¿Eran Vegetarianos los Gladiadores?
¿Te imaginas a los gladiadores antiguos atiborrándose de carne y sangre antes de luchar? El cine adora esa imagen—músculos a tope, mordiendo filetes crudos.

Jacques Louis David — "The Death of Socrates" (1787), public domain
¿Carne y sangre—combustible de gladiador?
Imagina a los gladiadores antiguos: sudor, arena y un filete sangriento en la mano. El mito dice que se atiborraban de carne para ganar músculo antes de la arena—los guerreros de verdad necesitan proteína, ¿no? A Hollywood le encanta mostrar a los luchadores de Roma comiendo como carnívoros.

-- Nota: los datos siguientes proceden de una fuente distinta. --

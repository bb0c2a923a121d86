//! # Config Loader
//!
//! Configuration loading and parsing module.
//!
//! Responsibilities:
//! - Parse TOML/JSON service configuration files
//! - Validate configuration legality
//! - Parse inline `key=value;` concentrator settings
//!
//! # Example
//!
//! ```no_run
//! use config_loader::ConfigLoader;
//! use std::path::Path;
//!
//! let config = ConfigLoader::load_from_path(Path::new("concentrator.toml")).unwrap();
//! println!("fps: {}", config.concentrator.frames_per_second);
//! ```

mod parser;
mod settings;
mod validator;

pub use contracts::ServiceConfig;
pub use parser::ConfigFormat;
pub use settings::parse_key_values;

use contracts::{ConcentratorConfig, ContractError};
use std::path::Path;

/// Configuration loader
///
/// Provides static methods to load configuration from files or strings.
pub struct ConfigLoader;

impl ConfigLoader {
    /// Load configuration from file path
    ///
    /// Automatically detects format from file extension (.toml / .json).
    ///
    /// # Errors
    /// - File read failure
    /// - Unsupported format
    /// - Parse failure
    /// - Validation failure
    pub fn load_from_path(path: &Path) -> Result<ServiceConfig, ContractError> {
        let format = Self::detect_format(path)?;
        let content = Self::read_file(path)?;
        Self::load_from_str(&content, format)
    }

    /// Load configuration from string
    ///
    /// # Errors
    /// - Parse failure
    /// - Validation failure
    pub fn load_from_str(content: &str, format: ConfigFormat) -> Result<ServiceConfig, ContractError> {
        let config = parser::parse(content, format)?;
        validator::validate(&config)?;
        Ok(config)
    }

    /// Build concentrator settings from a `framesPerSecond=30; lagTime=3; ...` string
    pub fn parse_settings(settings: &str) -> Result<ConcentratorConfig, ContractError> {
        settings::parse_settings(settings)
    }

    /// Validate an already constructed configuration
    pub fn validate(config: &ServiceConfig) -> Result<(), ContractError> {
        validator::validate(config)
    }

    /// Serialize to TOML string
    pub fn to_toml(config: &ServiceConfig) -> Result<String, ContractError> {
        toml::to_string_pretty(config)
            .map_err(|e| ContractError::config_parse(format!("TOML serialize error: {e}")))
    }

    /// Serialize to JSON string
    pub fn to_json(config: &ServiceConfig) -> Result<String, ContractError> {
        serde_json::to_string_pretty(config)
            .map_err(|e| ContractError::config_parse(format!("JSON serialize error: {e}")))
    }
}

impl ConfigLoader {
    /// Infer configuration format from file extension
    fn detect_format(path: &Path) -> Result<ConfigFormat, ContractError> {
        let ext = path.extension().and_then(|e| e.to_str()).ok_or_else(|| {
            ContractError::config_parse("cannot determine file format from extension")
        })?;

        ConfigFormat::from_extension(ext).ok_or_else(|| {
            ContractError::config_parse(format!("unsupported config format: .{ext}"))
        })
    }

    fn read_file(path: &Path) -> Result<String, ContractError> {
        Ok(std::fs::read_to_string(path)?)
    }
}

#[cfg(test)]
mod tests {
    use super::*;
    use std::io::Write;

    const MINIMAL_TOML: &str = r#"
[concentrator]
frames_per_second = 30
lag_time = 2.0
lead_time = 1.0
expected_measurements = 8

[[sources]]
name = "PMU1"
signal_count = 8
rate_hz = 30.0
jitter_ms = 4.0

[[sinks]]
name = "log_sink"
sink_type = "log"
"#;

    #[test]
    fn test_load_from_str_toml() {
        let result = ConfigLoader::load_from_str(MINIMAL_TOML, ConfigFormat::Toml);
        assert!(result.is_ok(), "Failed: {:?}", result.err());
        let config = result.unwrap();
        assert_eq!(config.concentrator.expected_measurements, 8);
        assert_eq!(config.total_signals(), 8);
    }

    #[test]
    fn test_round_trip_toml() {
        let config = ConfigLoader::load_from_str(MINIMAL_TOML, ConfigFormat::Toml).unwrap();
        let serialized = ConfigLoader::to_toml(&config).unwrap();
        let reparsed = ConfigLoader::load_from_str(&serialized, ConfigFormat::Toml).unwrap();
        assert_eq!(config.concentrator, reparsed.concentrator);
        assert_eq!(config.sources.len(), reparsed.sources.len());
    }

    #[test]
    fn test_round_trip_json() {
        let config = ConfigLoader::load_from_str(MINIMAL_TOML, ConfigFormat::Toml).unwrap();
        let json = ConfigLoader::to_json(&config).unwrap();
        let reparsed = ConfigLoader::load_from_str(&json, ConfigFormat::Json).unwrap();
        assert_eq!(config.concentrator, reparsed.concentrator);
    }

    #[test]
    fn test_validation_runs_after_parse() {
        let content = r#"
[concentrator]
frames_per_second = 30
lag_time = 2.0
lead_time = 1.0

[[sources]]
name = "PMU1"
rate_hz = 30.0

[[sources]]
name = "PMU1"
rate_hz = 60.0
"#;
        let result = ConfigLoader::load_from_str(content, ConfigFormat::Toml);
        assert!(result.unwrap_err().to_string().contains("duplicate"));
    }

    #[test]
    fn test_load_from_path() {
        let mut file = tempfile::Builder::new().suffix(".toml").tempfile().unwrap();
        file.write_all(MINIMAL_TOML.as_bytes()).unwrap();

        let config = ConfigLoader::load_from_path(file.path()).unwrap();
        assert_eq!(config.sources[0].name, "PMU1");
    }

    #[test]
    fn test_unsupported_extension() {
        let file = tempfile::Builder::new().suffix(".yaml").tempfile().unwrap();
        let err = ConfigLoader::load_from_path(file.path()).unwrap_err().to_string();
        assert!(err.contains("unsupported config format"), "got: {err}");
    }
}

La dieta real: habas y cebada.
Arqueólogos estudiaron huesos de cementerios de gladiadores en Éfeso, analizando estroncio y calcio. ¿El veredicto? Los gladiadores comían sobre todo plantas—mucha cebada y habas. Los escritores romanos incluso se burlaban de ellos llamándolos 'hordearii', o 'hombres de la cebada'. No era por fuerza, sino para acumular una buena capa de grasa que los protegiera de cortes superficiales en la arena.
¿De dónde salió este mito?
Los gimnasios y películas de hoy proyectan nuestra obsesión por la proteína en el pasado. Los textos antiguos describen a los gladiadores como pesados, no musculosos—la masa importaba más que el músculo. El filete era para los emperadores, no para los que se jugaban la vida ante el público.
El análisis de huesos de gladiadores en Éfeso revela que comían sobre todo habas y cebada—por eso los llamaban 'hombres de la cebada'. Su dieta vegetal servía para ganar masa y lucir en la arena, no para ser atletas de élite.